160.1590(15). First, these people must agree to become authorizers. Second,

each of these positions are generally elected positions, not hirable, fireable, or

otherwise accountable to the General Assembly. Nothing in the statutes or

regulatory scheme proves that the proposed charter school system would be

effectively “monitored by the General Assembly to assure that they are operated

with no waste, no duplication, no mismanagement, and with no political

influence” as required by Rose, 790 S.W.2d at 213. Therefore, in accordance

12
with our precedent, the proposed charter schools fall outside of Kentucky’s

constitutional common school system classification.

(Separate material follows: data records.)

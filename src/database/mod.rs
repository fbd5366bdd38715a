use crate::receipt::{Receipt, ReceiptId};

#[cfg(feature = "sled-db")]
pub mod sled;

/// Receipt Store
///
/// The `receipts` collection. Records are created once and never mutated
/// through this interface.
pub trait ReceiptDatabase {
    type Error: std::error::Error;

    /// Add
    ///
    /// Stores a new receipt under an identifier assigned by the store and
    /// returns that identifier.
    fn add_receipt(&self, receipt: &Receipt) -> Result<ReceiptId, Self::Error>;

    /// Put
    ///
    /// Stores the receipt under the given identifier, IF there is no record
    /// for it yet. Returns true if the record was written, false otherwise.
    fn put_receipt(&self, id: &ReceiptId, receipt: &Receipt) -> Result<bool, Self::Error>;

    /// Get
    ///
    /// Returns the receipt stored under the given identifier
    fn get_receipt(&self, id: &ReceiptId) -> Result<Option<Receipt>, Self::Error>;

    /// Listing
    ///
    /// Returns the receipts owned by `user_id`, oldest first.
    fn receipts_of_user(&self, user_id: &str) -> Result<Vec<(ReceiptId, Receipt)>, Self::Error>;

    /// Returns every stored receipt in key order.
    fn receipts(&self) -> Result<Vec<(ReceiptId, Receipt)>, Self::Error>;
}

/// Listing order: creation stamp, then timestamp, then key. Unstamped records
/// come first.
pub(crate) fn listing_order(receipts: &mut [(ReceiptId, Receipt)]) {
    receipts.sort_by(|(a_id, a), (b_id, b)| {
        (a.created_at, a.timestamp, a_id).cmp(&(b.created_at, b.timestamp, b_id))
    });
}

#[test]
fn test_listing_order() {
    use chrono::{Duration, Utc};

    let now = Utc::now();
    let stamped = |user: &str, at| {
        let mut r = Receipt::new(user);
        r.created_at = Some(at);
        r
    };
    let mut listing = vec![
        (ReceiptId::from("c"), stamped("u", now)),
        (ReceiptId::from("b"), Receipt::new("u")),
        (ReceiptId::from("a"), stamped("u", now - Duration::seconds(10))),
        (ReceiptId::from("d"), stamped("u", now)),
    ];
    listing_order(&mut listing);
    let ids: Vec<_> = listing.iter().map(|(id, _)| id.as_str()).collect();
    assert_eq!(ids, vec!["b", "a", "c", "d"]);
}
// ============================================================
// CSV ROW
// ============================================================
// A single record: cells addressed by column name or index

use std::collections::HashMap;
use std::fmt;
use std::sync::Arc;

use serde::{Deserialize, Serialize};

use super::HeaderSet;
use crate::domain::error::{Error, Result};

/// A single row of a CSV file.
///
/// Cells are stored against the canonical header name. A cell that was
/// present but empty in the source holds `None`; a cell that was never
/// written also reads as `None`.
///
/// Serialization inlines the header set per row; deserialized rows do
/// not share one `HeaderSet` allocation.
#[derive(Debug, Clone, Serialize, Deserialize)]
pub struct CsvRow {
    headers: Arc<HeaderSet>,
    cells: HashMap<String, Option<String>>,
}

impl CsvRow {
    /// Create an empty row bound to the given headers
    pub fn new(headers: Arc<HeaderSet>) -> Self {
        Self {
            headers,
            cells: HashMap::new(),
        }
    }

    /// Headers this row is bound to
    pub fn headers(&self) -> &HeaderSet {
        &self.headers
    }

    /// Get a cell by column name.
    ///
    /// Name resolution follows the header set's strict/lenient policy.
    /// Returns `Ok(None)` for an empty or never-written cell.
    pub fn get(&self, name: &str) -> Result<Option<&str>> {
        let canonical = self.headers.resolve(name)?;
        Ok(self
            .cells
            .get(canonical)
            .and_then(|v| v.as_deref()))
    }

    /// Get a cell by 0-based column index
    pub fn get_index(&self, index: usize) -> Result<Option<&str>> {
        let canonical = self.headers.resolve_index(index)?;
        Ok(self
            .cells
            .get(canonical)
            .and_then(|v| v.as_deref()))
    }

    /// Write a cell by column name.
    ///
    /// Writing the same cell twice is an error.
    pub fn set(&mut self, name: &str, value: impl fmt::Display) -> Result<()> {
        let canonical = self.headers.resolve(name)?.to_string();
        self.insert_checked(canonical, Some(value.to_string()))
    }

    /// Write a cell by 0-based column index
    pub fn set_index(&mut self, index: usize, value: impl fmt::Display) -> Result<()> {
        let canonical = self.headers.resolve_index(index)?.to_string();
        self.insert_checked(canonical, Some(value.to_string()))
    }

    /// Non-empty cells as (canonical name, value) pairs, in header order
    pub fn cells(&self) -> impl Iterator<Item = (&str, &str)> {
        self.headers.names().iter().filter_map(|h| {
            self.cells
                .get(h.as_str())
                .and_then(|v| v.as_deref())
                .map(|v| (h.as_str(), v))
        })
    }

    /// True if no cell holds a value
    pub fn is_blank(&self) -> bool {
        self.cells.values().all(|v| v.is_none())
    }

    fn insert_checked(&mut self, canonical: String, value: Option<String>) -> Result<()> {
        if self.cells.contains_key(&canonical) {
            return Err(Error::DuplicateColumn(format!(
                "'{}' already written to this row",
                canonical
            )));
        }
        self.cells.insert(canonical, value);
        Ok(())
    }

    /// Import-side cell insertion: first write wins, later writes under
    /// a duplicate header are ignored.
    pub(crate) fn set_raw(&mut self, canonical: &str, value: Option<String>) {
        self.cells
            .entry(canonical.to_string())
            .or_insert(value);
    }
}
// ============================================================
// CSV INFRASTRUCTURE LAYER
// ============================================================
// File import/export and delimiter detection

mod delimiter;
mod reader;
mod writer;

pub use delimiter::detect_delimiter;
pub use reader::CsvReader;
pub use writer::CsvWriter;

In contrast, public schools are monitored by the General Assembly

through its Office of Education Accountability, which “[m]onitors the

elementary and secondary public education system, including actions taken

and reports issued by the Kentucky Board of Education, the Education

Professional Standards Board, the Commissioner of Education, the Department

of Education, and local school districts.” KRS 7.410(2)(c)(1.). The Office of

Education Accountability also “[i]nvestigate[s] allegations of wrongdoing of any

person or agency, including but not limited to waste, duplication,

mismanagement, political influence, and illegal activity at the state, regional, or

school district level.” KRS 7.410(2)(c)(4.). Yet, KRS 160.1592(1), which states,

[a] public charter school shall be . . . exempt from all statutes and
administrative regulations applicable to the state board, a local
school district, or a school, except the public charter school shall
adhere to the same health, safety, civil rights, and disability rights
requirements as are applied to all public schools and to all
requirements otherwise identified in KRS 160.1590 to 160.1599 and
161.141

excludes charter schools from this oversight. And, while it is true that the

General Assembly could enact legislation to repeal charter schools as a whole,

they have limited, if any, ability to effectively target individualized failings, if the

General Assembly is made aware of any failings at all. Because the statute

creates and allows charter schools to play by a second rulebook while

remaining publicly funded, a non-uniform parallel system is created. Our

precedent as stated in Rose, requires the system to be “unitary and uniform”

13
and not duplicative. It does not allow for a parallel system which is not within

the common school system. A system that calls itself “public” must be

accountable to the public. Simply putting the label “public” on something does

not make it such. Charter schools are not “common schools” as contemplated

under Sections 183, 184, and 186 of the Kentucky Constitution, and funding a

second, complete, and parallel system triggers the mandate of constitutional

financial protection.

III. UNIQUELY KENTUCKY

In the 19th century, Kentucky’s “Literary/School Fund” drew income from

bank stock and other sources which lawmakers repeatedly diverted to non- K-

12 purposes. The level of restriction was heavily debated between the delegates

with delegate Bronston stating:

Do you want, at this late date in the State of Kentucky, to say that
you will not make another provision for a blind asylum for the
education of those unfortunates without submitting it to a popular
vote? Do you want to say that those institutions, which were built
without being submitted to a popular vote shall be stricken down,
and that no longer shall the feeble-minded be educated without
submitting it to a popular vote?
Will you go further, and say that you will no longer undertake to
educate the deaf and dumb without submitting it to a popular vote,
merely to gratify feeling of spite and envy on the part of a certain
class of people that have, from the very origin of Kentucky as a State,
been fighting higher education in Kentucky by the State?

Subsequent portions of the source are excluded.